Remember that requesting an extension will only delay the due date for filing, not the due date for paying the taxes owed. Outstanding payments should still make on or before the initial due date.
5. Know Penalties for Failure to Pay or File Timely
The IRS charges penalties if you do not file your tax returns by or on the due date, with or without an extension. Whether you were late in filing or paying depends on your tax form.
Late Filing Penalties:
For instance, if you are late filing Form 1040, along with the extension, the IRS charges a penalty of 5% every month for up to 5 months on the due amount.
Late Payment Penalties:
The IRS will charge penalties on the unpaid amount if you fail to pay your tax due within the time limit. The penalty is usually a percentage of the tax due, and the longer you delay, the higher the penalty.
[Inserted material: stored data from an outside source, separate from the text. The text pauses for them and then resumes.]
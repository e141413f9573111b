use anyhow::{Result, bail};
use colored::Colorize;
use wpcli::{ConfigListing, EditOutcome, Installation};

use crate::Context;
use crate::cli::ConfigCommand;
use crate::commands;
use crate::progress;
use crate::ui;

pub fn run(ctx: &Context, cmd: ConfigCommand) -> Result<()> {
    let client = commands::client(ctx)?;
    match cmd {
        ConfigCommand::List(site) => {
            let installation = commands::select_installation(ctx, &client, &site)?;
            let editor = client.config(&installation);
            let listing = progress::run("Reading wp-config.php", ctx.quiet, |reporter| {
                editor.list(&reporter)
            })?;
            show_listing(&installation, &listing);
            Ok(())
        }
        ConfigCommand::Get { site, name } => {
            let installation = commands::select_installation(ctx, &client, &site)?;
            match client.config(&installation).get(&name)? {
                Some(directive) => {
                    println!("{}", directive.value);
                    Ok(())
                }
                None => bail!("'{}' is not defined in wp-config.php", name),
            }
        }
        ConfigCommand::Set { site, name, value } => {
            let installation = commands::select_installation(ctx, &client, &site)?;
            let outcome = client.config(&installation).set(&name, &value);
            report(outcome, &format!("Set {name} = {value}"))
        }
        ConfigCommand::Delete { site, name } => {
            let installation = commands::select_installation(ctx, &client, &site)?;
            let outcome = client.config(&installation).delete(&name);
            report(outcome, &format!("Deleted {name}"))
        }
        ConfigCommand::ShuffleSalts(site) => {
            let installation = commands::select_installation(ctx, &client, &site)?;
            let outcome = client.config(&installation).shuffle_salts();
            report(outcome, "Shuffled authentication keys and salts")
        }
    }
}

fn show_listing(installation: &Installation, listing: &ConfigListing) {
    ui::header("wp-config.php");
    ui::kv("Installation", &installation.directory.display().to_string());
    println!();

    let width = listing
        .directives
        .iter()
        .map(|d| d.name.len())
        .max()
        .unwrap_or(0);
    for directive in &listing.directives {
        println!(
            "  {}  {}  {}",
            format!("{:width$}", directive.name).bold(),
            directive.value,
            directive.kind.dimmed()
        );
    }

    if let Some(error) = &listing.error {
        println!();
        ui::warn(ui::first_line(error));
    }
    println!();
}

fn report(outcome: EditOutcome, done: &str) -> Result<()> {
    match outcome {
        EditOutcome::Applied => {
            ui::success(done);
            Ok(())
        }
        EditOutcome::Rejected { output } => {
            let reason = ui::first_line(&output);
            if reason.is_empty() {
                bail!("WP-CLI rejected the change");
            }
            bail!("{}", reason)
        }
    }
}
To sidestep these possible charges, submit your extension timely and remit any taxes due.
Preparing your business tax return doesn’t have to be daunting, especially if you know how to do it. From knowing your entity type to determining the correct forms and monitoring deadlines, every action you take today further simplifies the way to a smooth, accurate filing experience.
Whether you’re filing by the earlier deadline or just want a small amount of additional time with an IRS extension, remaining proactive puts your company into compliance and prevents you from paying undue penalties.
Allow yourself time to organize, double-check your information, and select the correct filing tools.